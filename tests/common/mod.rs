// Allow dead_code because these helpers are used across different test files
// which are compiled separately
#![allow(dead_code)]

use anyhow::Result;
use dealerbook::application::{Dealership, NewUser};
use dealerbook::config::Settings;
use dealerbook::domain::{Caller, NewSparePart, NewTractor, Role, TractorType};
use tempfile::TempDir;

pub const ADMIN_PASSWORD: &str = "admin123";

/// Settings pointing at a fresh database inside `temp_dir`, with a cheap bcrypt cost.
pub fn test_settings(temp_dir: &TempDir) -> Settings {
    let db_path = temp_dir.path().join("test.db");
    let mut settings = Settings::default().with_database_path(db_path.to_str().unwrap());
    settings.auth.bcrypt_cost = 4;
    settings.auth.jwt_secret = "test-secret".into();
    settings
}

/// Helper to create a dealership with a temporary database
pub async fn test_dealership() -> Result<(Dealership, TempDir)> {
    let temp_dir = TempDir::new()?;
    let dealership = Dealership::init(&test_settings(&temp_dir)).await?;
    Ok((dealership, temp_dir))
}

/// Seed the admin account and return it as a caller.
pub async fn admin(dealership: &Dealership) -> Result<Caller> {
    dealership.auth.bootstrap_admin(ADMIN_PASSWORD).await?;
    let login = dealership.auth.login("admin", ADMIN_PASSWORD).await?;
    Ok(dealership.auth.validate_token(&login.token)?)
}

pub async fn manager(dealership: &Dealership, username: &str) -> Result<Caller> {
    dealership
        .auth
        .create_user(NewUser {
            username: username.into(),
            password: "manager123".into(),
            full_name: "Shop Manager".into(),
            role: Role::Manager,
        })
        .await?;
    let login = dealership.auth.login(username, "manager123").await?;
    Ok(dealership.auth.validate_token(&login.token)?)
}

/// A new tractor bought from a supplier, price in whole units.
pub fn tractor(brand: &str, model: &str, chassis: &str, price: i64) -> NewTractor {
    NewTractor::new(brand, model, chassis, price * 100)
        .with_year(2023)
        .with_engine_number(format!("EN-{chassis}"))
        .with_supplier("Tractor Wholesale Ltd")
}

pub fn trade_in(brand: &str, model: &str, chassis: &str, price: i64) -> NewTractor {
    NewTractor::new(brand, model, chassis, price * 100)
        .with_year(2015)
        .with_type(TractorType::Used)
}

/// A spare part with `stock` units on hand and a reorder threshold of `min`.
pub fn part(name: &str, number: &str, unit_price: i64, stock: i64, min: i64) -> NewSparePart {
    NewSparePart::new(name, number, unit_price)
        .with_stock(stock)
        .with_min_stock(min)
}
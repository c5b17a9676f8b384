use crate::domain::{
    Caller, DateRange, EntityType, Expense, ExpenseCategory, ExpenseId, NewExpense, ProfitLoss,
    Transaction, TransactionFilter, TransactionKind, TractorStatus, today,
};
use crate::storage::{self, Repository};

use super::{AppError, CategoryTotal, Dashboard, ExpenseSummary, RECENT_EXPENSES, ReconciliationReport};

/// Expense book and read-only rollups over the ledger.
#[derive(Clone)]
pub struct Accounting {
    repo: Repository,
}

impl Accounting {
    pub fn new(repo: Repository) -> Self {
        Self { repo }
    }

    // ========================
    // Expenses
    // ========================

    /// Record an expense on behalf of the acting user.
    pub async fn create_expense(&self, expense: NewExpense, acting: &Caller) -> Result<Expense, AppError> {
        validate_expense(&expense)?;

        let mut record = Expense {
            id: 0,
            category: expense.category,
            amount: expense.amount,
            description: expense.description.trim().to_string(),
            recipient: expense.recipient,
            date: expense.date.unwrap_or_else(today),
            created_by: acting.user_id,
            created_at: chrono::Utc::now(),
        };

        let mut conn = self.repo.acquire().await?;
        storage::expenses::insert(&mut conn, &mut record).await?;

        tracing::info!(
            expense_id = record.id,
            category = %record.category,
            amount = record.amount,
            created_by = %acting.username,
            "expense recorded"
        );
        Ok(record)
    }

    pub async fn get_expense(&self, id: ExpenseId) -> Result<Expense, AppError> {
        let mut conn = self.repo.acquire().await?;
        storage::expenses::get(&mut conn, id)
            .await?
            .ok_or(AppError::ExpenseNotFound(id))
    }

    pub async fn list_expenses(
        &self,
        category: Option<ExpenseCategory>,
        range: DateRange,
    ) -> Result<Vec<Expense>, AppError> {
        let mut conn = self.repo.acquire().await?;
        Ok(storage::expenses::list(&mut conn, category, range).await?)
    }

    /// Replace an expense's fields. Without a date the original date is kept.
    pub async fn update_expense(&self, id: ExpenseId, changes: NewExpense) -> Result<Expense, AppError> {
        validate_expense(&changes)?;

        let mut conn = self.repo.acquire().await?;
        let existing = storage::expenses::get(&mut conn, id)
            .await?
            .ok_or(AppError::ExpenseNotFound(id))?;

        let expense = Expense {
            category: changes.category,
            amount: changes.amount,
            description: changes.description.trim().to_string(),
            recipient: changes.recipient,
            date: changes.date.unwrap_or(existing.date),
            ..existing
        };

        if !storage::expenses::update(&mut conn, &expense).await? {
            return Err(AppError::ExpenseNotFound(id));
        }

        tracing::info!(expense_id = id, amount = expense.amount, "expense updated");
        Ok(expense)
    }

    pub async fn delete_expense(&self, id: ExpenseId) -> Result<(), AppError> {
        let mut conn = self.repo.acquire().await?;
        if !storage::expenses::delete(&mut conn, id).await? {
            return Err(AppError::ExpenseNotFound(id));
        }
        tracing::info!(expense_id = id, "expense deleted");
        Ok(())
    }

    // ========================
    // Reports
    // ========================

    /// Total per category over the inclusive range. Every category is present.
    pub async fn expense_summary(&self, range: DateRange) -> Result<ExpenseSummary, AppError> {
        let mut conn = self.repo.acquire().await?;

        let mut categories = Vec::with_capacity(ExpenseCategory::ALL.len());
        for category in ExpenseCategory::ALL {
            let total = storage::expenses::total(&mut conn, Some(category), range).await?;
            categories.push(CategoryTotal { category, total });
        }

        Ok(ExpenseSummary::new(range, categories))
    }

    pub async fn profit_loss(&self, range: DateRange) -> Result<ProfitLoss, AppError> {
        let summary = self.expense_summary(range).await?;

        let mut conn = self.repo.acquire().await?;
        let sales = storage::ledger::total_by_kind(&mut conn, TransactionKind::Sale, range).await?;
        let purchases = storage::ledger::total_by_kind(&mut conn, TransactionKind::Purchase, range).await?;

        Ok(ProfitLoss::from_totals(sales, purchases, summary.total))
    }

    /// Ledger entries matching the filter, newest first.
    pub async fn transactions(&self, filter: TransactionFilter) -> Result<Vec<Transaction>, AppError> {
        let mut conn = self.repo.acquire().await?;
        let entries = storage::ledger::list(&mut conn, filter.kind, filter.range).await?;

        Ok(entries
            .into_iter()
            .filter(|entry| filter.matches_entity(entry))
            .collect())
    }

    /// Ledger entries booked against one tractor, part or service job, oldest first.
    pub async fn entity_history(
        &self,
        entity_type: EntityType,
        entity_id: i64,
    ) -> Result<Vec<Transaction>, AppError> {
        let mut conn = self.repo.acquire().await?;
        Ok(storage::ledger::list_for_entity(&mut conn, entity_type, entity_id).await?)
    }

    pub async fn dashboard(&self) -> Result<Dashboard, AppError> {
        let mut conn = self.repo.acquire().await?;
        let all = DateRange::all();

        Ok(Dashboard {
            tractors_in_stock: storage::tractors::count_by_status(&mut conn, TractorStatus::InStock).await?,
            low_stock_parts: storage::parts::count_low_stock(&mut conn).await?,
            recent_expenses: storage::expenses::list_recent(&mut conn, RECENT_EXPENSES).await?,
            total_sales: storage::ledger::total_by_kind(&mut conn, TransactionKind::Sale, all).await?,
            total_expenses: storage::expenses::total(&mut conn, None, all).await?,
        })
    }

    /// Compare the ledger with inventory and service records.
    pub async fn reconcile(&self) -> Result<ReconciliationReport, AppError> {
        let mut conn = self.repo.acquire().await?;
        let stats = storage::ledger::integrity_stats(&mut conn).await?;
        let report = ReconciliationReport::from_stats(stats);

        if !report.is_clean() {
            tracing::warn!(issues = report.issues.len(), "ledger reconciliation found problems");
        }
        Ok(report)
    }
}

fn validate_expense(expense: &NewExpense) -> Result<(), AppError> {
    if expense.amount <= 0 {
        return Err(AppError::validation("Expense amount must be positive"));
    }
    Ok(())
}
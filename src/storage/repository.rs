use std::time::Duration;

use anyhow::{Context, Result};
use sqlx::pool::PoolConnection;
use sqlx::sqlite::{SqliteConnectOptions, SqliteJournalMode, SqlitePoolOptions};
use sqlx::{Sqlite, SqlitePool, Transaction};

use crate::config::DatabaseSettings;

use super::MIGRATION_001_INITIAL;

/// A database transaction spanning every read and write of one business operation.
/// Dropping it without `commit` rolls the operation back.
pub type UnitOfWork = Transaction<'static, Sqlite>;

/// Handle to the dealership database. Cheap to clone; all clones share one pool.
#[derive(Clone)]
pub struct Repository {
    pool: SqlitePool,
}

impl Repository {
    /// Create a new repository with the given SQLite connection pool.
    pub fn new(pool: SqlitePool) -> Self {
        Self { pool }
    }

    /// Connect to an existing database file.
    pub async fn connect(settings: &DatabaseSettings) -> Result<Self> {
        Self::open(settings, false).await
    }

    /// Create the database file if needed and bring the schema up to date.
    pub async fn init(settings: &DatabaseSettings) -> Result<Self> {
        let repo = Self::open(settings, true).await?;
        repo.migrate().await?;
        Ok(repo)
    }

    async fn open(settings: &DatabaseSettings, create: bool) -> Result<Self> {
        let options = SqliteConnectOptions::new()
            .filename(&settings.path)
            .create_if_missing(create)
            .foreign_keys(true)
            .journal_mode(SqliteJournalMode::Wal)
            .busy_timeout(Duration::from_millis(settings.busy_timeout_ms));

        let pool = SqlitePoolOptions::new()
            .max_connections(settings.max_connections)
            .connect_with(options)
            .await
            .with_context(|| format!("Failed to open database at {}", settings.path))?;

        tracing::debug!(path = %settings.path, create, "database pool ready");
        Ok(Self::new(pool))
    }

    /// Run database migrations. Every statement is idempotent.
    pub async fn migrate(&self) -> Result<()> {
        sqlx::query(MIGRATION_001_INITIAL)
            .execute(&self.pool)
            .await
            .context("Failed to run migration 001")?;
        Ok(())
    }

    /// Open a unit of work for a mutating operation.
    pub async fn begin(&self) -> Result<UnitOfWork> {
        self.pool
            .begin()
            .await
            .context("Failed to begin transaction")
    }

    /// Borrow a pooled connection for read-only queries.
    pub async fn acquire(&self) -> Result<PoolConnection<Sqlite>> {
        self.pool
            .acquire()
            .await
            .context("Failed to acquire database connection")
    }

    pub async fn close(&self) {
        self.pool.close().await;
    }
}

/// Commit a unit of work, attaching the operation name to any failure.
pub async fn commit(tx: UnitOfWork, operation: &'static str) -> Result<()> {
    tx.commit()
        .await
        .with_context(|| format!("Failed to commit {operation}"))
}
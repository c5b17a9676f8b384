use serde::Serialize;
use sqlx::SqliteConnection;

use crate::domain::{
    EntityType, NewSparePart, NewTransaction, PartDetails, PartId, PartUsage, SparePart,
    Transaction, line_total, today,
};
use crate::storage::{self, Repository, is_unique_violation};

use super::AppError;

/// Spare-part stock. Every stock movement goes through the guarded
/// adjustment in `storage::parts::try_adjust`.
#[derive(Clone)]
pub struct PartsStock {
    repo: Repository,
}

#[derive(Debug, Clone, Serialize)]
pub struct PartSale {
    pub part: SparePart,
    pub quantity: i64,
    pub transaction: Transaction,
}

impl PartsStock {
    pub fn new(repo: Repository) -> Self {
        Self { repo }
    }

    pub async fn intake(&self, part: NewSparePart) -> Result<SparePart, AppError> {
        validate_details(&part.details)?;
        if part.stock_quantity < 0 {
            return Err(AppError::validation("Stock quantity cannot be negative"));
        }

        let mut conn = self.repo.acquire().await?;
        let saved = match storage::parts::insert(&mut conn, &part).await {
            Ok(saved) => saved,
            Err(err) if is_unique_violation(&err) => {
                return Err(AppError::PartNumberExists(part.details.part_number));
            }
            Err(err) => return Err(err.into()),
        };

        tracing::info!(part_id = saved.id, part_number = %saved.part_number, stock = saved.stock_quantity, "spare part added");
        Ok(saved)
    }

    pub async fn get(&self, id: PartId) -> Result<SparePart, AppError> {
        let mut conn = self.repo.acquire().await?;
        storage::parts::get(&mut conn, id)
            .await?
            .ok_or_else(|| AppError::PartNotFound(format!("#{id}")))
    }

    pub async fn list(&self) -> Result<Vec<SparePart>, AppError> {
        let mut conn = self.repo.acquire().await?;
        Ok(storage::parts::list(&mut conn).await?)
    }

    /// Parts at or below their minimum stock, emptiest first.
    pub async fn low_stock(&self) -> Result<Vec<SparePart>, AppError> {
        let mut conn = self.repo.acquire().await?;
        Ok(storage::parts::list_low_stock(&mut conn).await?)
    }

    /// Replace name, number, category, price and threshold. Stock is untouched.
    pub async fn update(&self, id: PartId, details: PartDetails) -> Result<SparePart, AppError> {
        validate_details(&details)?;

        let mut conn = self.repo.acquire().await?;
        let updated = match storage::parts::update_details(&mut conn, id, &details).await {
            Ok(updated) => updated,
            Err(err) if is_unique_violation(&err) => {
                return Err(AppError::PartNumberExists(details.part_number));
            }
            Err(err) => return Err(err.into()),
        };

        updated.ok_or_else(|| AppError::PartNotFound(format!("#{id}")))
    }

    pub async fn delete(&self, id: PartId) -> Result<(), AppError> {
        let mut conn = self.repo.acquire().await?;
        if !storage::parts::delete(&mut conn, id).await? {
            return Err(AppError::PartNotFound(format!("#{id}")));
        }
        tracing::info!(part_id = id, "spare part deleted");
        Ok(())
    }

    /// Add `delta` (negative to remove) to the stock of a part.
    pub async fn adjust_stock(&self, id: PartId, delta: i64) -> Result<SparePart, AppError> {
        let mut tx = self.repo.begin().await?;
        let part = adjust_in(&mut tx, id, delta, None).await?;
        storage::commit(tx, "stock adjustment").await?;

        tracing::info!(part_id = id, delta, stock = part.stock_quantity, "stock adjusted");
        Ok(part)
    }

    /// Sell parts over the counter and book the sale.
    pub async fn sell(
        &self,
        id: PartId,
        quantity: i64,
        customer_name: &str,
    ) -> Result<PartSale, AppError> {
        if quantity <= 0 {
            return Err(AppError::validation("Quantity must be positive"));
        }
        let customer = customer_name.trim();
        if customer.is_empty() {
            return Err(AppError::validation("Customer name is required"));
        }

        let date = today();
        let mut tx = self.repo.begin().await?;

        let part = adjust_in(&mut tx, id, -quantity, None).await?;
        let amount = line_total(part.unit_price, quantity)
            .ok_or_else(|| AppError::validation("Sale amount is too large"))?;

        let entry = NewTransaction::sale(EntityType::Part, part.id, amount, date)
            .with_party(customer)
            .with_description(format!("{} x{}", part.name, quantity));
        let transaction = storage::ledger::append(&mut tx, &entry).await?;

        storage::commit(tx, "part sale").await?;

        tracing::info!(part_id = id, quantity, amount, stock = part.stock_quantity, "spare part sold");
        Ok(PartSale {
            part,
            quantity,
            transaction,
        })
    }

    /// Take the parts of one service usage out of stock inside the caller's
    /// unit of work. Errors name the part as the caller wrote it.
    pub(crate) async fn consume(
        &self,
        conn: &mut SqliteConnection,
        usage: &PartUsage,
    ) -> Result<SparePart, AppError> {
        if usage.quantity <= 0 {
            return Err(AppError::validation(format!(
                "Quantity for {} must be positive",
                usage.display_name()
            )));
        }
        adjust_in(conn, usage.part_id, -usage.quantity, Some(usage)).await
    }
}

/// The single path for stock changes. On refusal, re-reads the part to tell a
/// missing part from a short one or an out-of-range change.
async fn adjust_in(
    conn: &mut SqliteConnection,
    id: PartId,
    delta: i64,
    usage: Option<&PartUsage>,
) -> Result<SparePart, AppError> {
    if let Some(part) = storage::parts::try_adjust(conn, id, delta).await? {
        return Ok(part);
    }

    let err = match storage::parts::get(conn, id).await? {
        None => AppError::PartNotFound(usage.map_or_else(|| format!("#{id}"), |u| u.display_name())),
        Some(part) => match delta.checked_neg() {
            Some(requested) if delta < 0 => AppError::InsufficientStock {
                part_name: part.name,
                available: part.stock_quantity,
                requested,
            },
            _ => AppError::validation(format!(
                "Stock change of {delta} is out of range for {}",
                part.name
            )),
        },
    };
    tracing::warn!(part_id = id, delta, error = %err, "stock change rejected");
    Err(err)
}

fn validate_details(details: &PartDetails) -> Result<(), AppError> {
    if details.name.trim().is_empty() || details.part_number.trim().is_empty() {
        return Err(AppError::validation("Part name and part number are required"));
    }
    if details.unit_price < 0 {
        return Err(AppError::validation("Unit price cannot be negative"));
    }
    if details.min_stock < 0 {
        return Err(AppError::validation("Minimum stock cannot be negative"));
    }
    Ok(())
}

§ §

Brief =
Return each line of the listing that holds the word "ReconciliationReport".

Response =
use super::{AppError, CategoryTotal, Dashboard, ExpenseSummary, RECENT_EXPENSES, ReconciliationReport};
    pub async fn reconcile(&self) -> Result<ReconciliationReport, AppError> {
        let report = ReconciliationReport::from_stats(stats);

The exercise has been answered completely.